ABSTRACT. We investigate the drivers of the Italian debt/GDP ratio and its determinants with a state-of-the-art VAR model able to separate permanent vs. transitory demand and supply shocks. According to our VAR, permanent supply shocks are the number one candidate to explain the evolution of the real GDP growth and the debt-to-GDP ratio during and in the aftermath of the crisis. We document the correlation between such shocks and a measure of total factor productivity, and conclude that the Italian economy was cursed by a "damned cross", i.e., the concurrent increase in public debt/GDP and decrease in productivity.

17:05
Disentangling the drivers of exuberant house prices

ABSTRACT. This paper explores the fundamental drivers of U.S. housing price exuberance using a Time-Varying Parameter VAR model with Stochastic Volatility, combined with the recursive right-tailed unit root testing framework of Phillips et al. (2015a,b). The goal is to identify the structural shocks behind periods of exuberance—characterized by rapid increases in house prices beyond their fundamental values—and provide deeper insights into their dynamics. While exuberance is often attributed to non-fundamental factors, our analysis shows that it can also emerge from fundamental shocks, particularly those related to credit supply and demand. The results demonstrate statistically significant differences in the first-moment dynamics of house prices to credit-related shocks during exuberant versus non-exuberant periods, highlighting their critical role in driving housing market fluctuations. Additionally, our approach reveals previously undetected periods of exuberance when house prices are conditioned on structural shocks, which remain hidden when analyzing the broader housing price dynamcis alone.

17:30
Delayed Overshooting Puzzle: Does Systematic Monetary Policy Matter?
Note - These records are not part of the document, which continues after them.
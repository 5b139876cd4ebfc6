//! Selection of a menu option from free text.
//!
//! Two passes, label first:
//! 1. the lowercased input against every lowercased label;
//! 2. the raw input against every 1-based option number.
//!
//! Each pass keeps the first option with the highest score and accepts it if
//! the score reaches the threshold. Typing a near-match of either the label or
//! the displayed number therefore works, with labels taking precedence.

use crate::config::MatchingConfig;
use crate::similarity::similarity;
use crate::tree::{MenuOption, Target};

/// Minimum similarity for a match unless configured otherwise.
pub const DEFAULT_THRESHOLD: f64 = 0.5;

/// Pick the option `input` refers to, or `None` if nothing is close enough.
pub fn resolve(options: &[MenuOption], input: &str, threshold: f64) -> Option<Target> {
    let folded = input.to_lowercase();
    if let Some((index, score)) = best(options.iter().map(|o| similarity(&o.label.to_lowercase(), &folded))) {
        tracing::trace!(input, label = %options[index].label, score, "best label match");
        if score >= threshold {
            return Some(options[index].target);
        }
    }

    if let Some((index, score)) = best((1..=options.len()).map(|n| similarity(&n.to_string(), input))) {
        tracing::trace!(input, number = index + 1, score, "best number match");
        if score >= threshold {
            return Some(options[index].target);
        }
    }

    None
}

/// [`resolve`] with the threshold from configuration.
pub fn resolve_with(options: &[MenuOption], input: &str, matching: &MatchingConfig) -> Option<Target> {
    resolve(options, input, matching.threshold)
}

/// Index and value of the first maximum.
fn best(scores: impl Iterator<Item = f64>) -> Option<(usize, f64)> {
    scores.enumerate().fold(None, |best, (i, score)| match best {
        Some((_, top)) if score <= top => best,
        _ => Some((i, score)),
    })
}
ABSTRACT. We propose a novel identification strategy based on a combination of sign, zero, and policy coefficient restrictions to identify the exchange rate response to a US monetary policy shock. Our strategy crucially hinges upon imposing a sign on the policy response to exchange rate fluctuations, i.e., we require monetary policy to tighten after a depreciation of the US dollar. This restriction is supported by narrative accounts of the historical period we investigate, and it is particularly relevant to model Volcker’s monetary policy regime. We find evidence consistent with exchange rate overshooting and the existence of a conditional uncovered interest parity condition. Importantly, we show that our identification strategy implies robust impulse responses across samples characterized by different monetary policy conducts. Differently, restrictions imposed only on impulse responses return evidence that is sub-sample specific and associate Volcker’s regime with a delayed overshooting and a forward discount puzzle.

17:55
Regional resilience in Italy: an analysis in the time-frequency domain

ABSTRACT. In this study we contribute to the literature on labour market resilience by using quarterly employment data for Italian regions. We, mainly, focus on long-term horizon (e.g low frequency band) to detect how a crisis event (localized in time) has an impact on a indicator of resilience. For this purpose, using the Continuos Wavelet Transform filter, we compute the sensitivity (observed over time and across frequency ranges) of each Italian region to a common (nationwide) shock. The empirical evidence suggests that, on average, highest resilience scores are observed for Centre-North region, while the lowest values are recorded for the South. Panel regression results show that EU cohesion policies have a positive effect on labour market resilience especially when the degree of financial development is high.